In 1931, he was commissioned by the Mexican government to assist Sergei Eisenstein in filming ¡Que viva México!. In the following year Best became a member of the Consejo de Bellas Artes ("Council of fine arts") as well as the Consejo de Asuntos Culturales ("Council of Cultural Affairs") in Mexico City. He was also a member of the Sociedad de Geografía y Estadística ("Society of Geography and Statistics") and of the Mexican Union of Film Directors. In 1933 he was representative of the department of fine arts of the council for primary education. From 1932 to 1935 he worked in the marketing branch of the Lotería Nacional ("National Lottery for Public Assistance"). In 1933, he directed the filming of Humanidad ("Humanity") and in 1937, La Mancha de Sangre ("The Bloodstain") based on his own script, which was first screened in June 1943.

Best Maugard was a Mexican modernist painter and writer under Porfirio Díaz's regime. He founded the universalism method in drawing. His book Método de dibujo: Tradición, resurgimiento y evolución del arte mexicano ("Drawing Method: Tradition, Resurgence, and Evolution of Mexican Art") would explain the seven elements in drawing. The Best Maugard method was fundamental to the modernist aesthetic in Mexico. His style and method was a proposal for defining mexicanidad (Mexicanness). His approach to explaining universalism in drawing is based on the principles of formal abstraction and fusion; which then creates an alternative to the rhetorical, didactic, and figurative art later known as the 'Mexican School'. His method introduced a visual vocabulary and grammar for the foundation of Mexican art by drawing on elements extracted from pre-Hispanic art, which he argued determined the characteristics of Mexican popular art in combination with elements from Europe and Asia.

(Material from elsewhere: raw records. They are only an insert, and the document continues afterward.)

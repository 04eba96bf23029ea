//! Fixture data: stores, listing-site HTML and scoring replies.

use super::constants::{results_url, BASE_URL};
use super::fixture_page::FixturePage;
use jobscout::job_store::NewJob;
use jobscout::SqliteJobStore;
use std::sync::Arc;
use tempfile::TempDir;

/// A fresh store in its own temporary directory. Keep the `TempDir` alive.
pub fn temp_store() -> (TempDir, Arc<SqliteJobStore>) {
    let dir = TempDir::new().unwrap();
    let store = SqliteJobStore::new(dir.path().join("db").join("jobs.sqlite")).unwrap();
    (dir, Arc::new(store))
}

/// A record with a description, ready to be scored.
pub fn new_job(job_id: &str, description: &str) -> NewJob {
    let mut job = NewJob::new(job_id);
    job.title = Some(format!("Engineer {}", job_id));
    job.company = Some("Acme".to_string());
    job.url = Some(format!("{}viewjob?jk={}", BASE_URL, job_id));
    job.description = Some(description.to_string());
    job
}

pub fn score_json(match_score: u8, likelihood_score: u8) -> String {
    format!(
        r#"{{"match_score": {}, "likelihood_score": {}, "match_reason": "Strong Rust background", "likelihood_reason": "Seniority fits"}}"#,
        match_score, likelihood_score
    )
}

/// One posting as it appears on the listing site.
#[derive(Debug, Clone)]
pub struct JobFixture {
    pub job_id: String,
    pub title: String,
    pub company: String,
    pub location: String,
    pub pay: String,
    pub job_type: String,
    pub description: String,
}

impl JobFixture {
    pub fn numbered(n: usize) -> Self {
        Self {
            job_id: format!("{:016x}", 0xabcd_0000_0000_0000u64 + n as u64),
            title: format!("Rust Developer {}", n),
            company: format!("Company {}", n),
            location: "Toronto, ON".to_string(),
            pay: "$100,000–$120,000 a year".to_string(),
            job_type: "Full-time".to_string(),
            description: format!("Build reliable services in Rust. Posting {}.", n),
        }
    }

    pub fn card_html(&self) -> String {
        format!(
            r#"<li><div class="cardOutline tapItem job_{id}"><h2 class="jobTitle"><a class="jcs-JobTitle" data-jk="{id}" href="/rc/clk?jk={id}" data-pane="{id}"><span title="{title}">{title}</span></a></h2><span class="companyName">{company}</span></div></li>"#,
            id = self.job_id,
            title = self.title,
            company = self.company,
        )
    }

    pub fn pane_html(&self) -> String {
        format!(
            r#"<h2 class="jobsearch-JobInfoHeader-title" data-testid="jobsearch-JobInfoHeader-title"><span>{title} - job post</span></h2>
<div data-testid="inlineHeader-companyName"><a href="/cmp/x">{company}</a></div>
<div data-testid="inlineHeader-companyLocation"><div>{location}</div></div>
<div id="salaryInfoAndJobType"><span>{pay}</span> - {job_type}</div>
<div id="benefits" data-testid="benefits-test"><ul><li>Dental care</li><li>Paid time off</li><li>Dental care</li></ul></div>
<div id="jobDescriptionText"><p>{description}</p></div>"#,
            title = self.title,
            company = self.company,
            location = self.location,
            pay = self.pay,
            job_type = self.job_type,
            description = self.description,
        )
    }
}

pub fn search_form_html() -> String {
    format!(
        r#"<form id="jobsearch"><input name="q" type="text"><input name="l" type="text"><button type="submit" data-goto="{}">Find jobs</button></form>"#,
        results_url(1)
    )
}

pub fn results_html(cards: &[JobFixture], next: Option<&str>) -> String {
    let items: String = cards.iter().map(JobFixture::card_html).collect();
    let pagination = match next {
        Some(url) => format!(
            r#"<nav><a data-testid="pagination-page-next" data-goto="{}">Next</a></nav>"#,
            url
        ),
        None => String::new(),
    };
    format!(
        r#"<div id="mosaic-provider-jobcards"><ul>{}</ul></div>{}"#,
        items, pagination
    )
}

/// Date posted, pay and job type filter controls. Every choice reloads
/// `target`.
pub fn filter_controls_html(target: &str) -> String {
    format!(
        r#"<div class="filters">
<button id="fromAge_filter_button">Date posted</button>
<div role="menu" aria-labelledby="fromAge_filter_button"><a aria-label="Last 24 hours" data-goto="{t}">Last 24 hours</a><a aria-label="Last 3 days" data-goto="{t}">Last 3 days</a></div>
<button id="salaryType_filter_button">Pay</button>
<div role="menu" aria-labelledby="salaryType_filter_button"><a aria-label="$60,000+" data-goto="{t}">$60,000+</a><a aria-label="$80,000+" data-goto="{t}">$80,000+</a></div>
<button id="filter-jobtype1">Job type</button>
<div role="dialog" aria-label="Edit Job type filter selection"><form id="filter-jobtype1-menu"><input type="checkbox" id="filter-jobtype1-0"><input type="checkbox" id="filter-jobtype1-5"></form><button type="submit" form="filter-jobtype1-menu" data-goto="{t}">Update</button></div>
</div>"#,
        t = target
    )
}

/// Search form at the base URL followed by one results page per slice,
/// linked by pagination, with a detail pane for every posting.
pub fn listing_site(pages: &[Vec<JobFixture>]) -> FixturePage {
    let mut site = FixturePage::new().with_page(BASE_URL, search_form_html());
    for (idx, cards) in pages.iter().enumerate() {
        let next = if idx + 1 < pages.len() {
            Some(results_url(idx + 2))
        } else {
            None
        };
        site = site.with_page(&results_url(idx + 1), results_html(cards, next.as_deref()));
        for job in cards {
            site = site.with_pane(&job.job_id, job.pane_html());
        }
    }
    site
}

In his book, Best Maugard illustrates the seven primary elements in the primitive art of all nations: the spiral, the zig-zag line, and the straight line—which are transformed by each race of nation, and correlations to the distinctive characteristics of its society and environment. His method is strictly about aestheticism and its formal qualities, and not their symbolic content. Best Maugard's pursuit to uncover universal laws of artistic development is a reflection of Mexico's cientificos. He applied positivism into drawing by using the natural sciences as a model. He sought to reveal scientific laws relevant to all social phenomena and understanding the development of human society as a rising progression from the savage or primitive state to modern civilization. He conceived his theory of the seven basic elements of Mexican art through his time as an assistant to the archaeologist Gamio. Gamio introduced him to Boas, a professor at Columbia University in New York. Boas' research on refuting the concept of racial determinism was a great influence on Best Maugard's drawing method. During his time as an assistant to Gamio, he catalogued and drew more than two thousand ceramic objects selected by Boas.

Best Maugard was a good friend of Rosa Covarrubias and Miguel Covarrubias, and had several contacts with artist and poetry groups in the United States.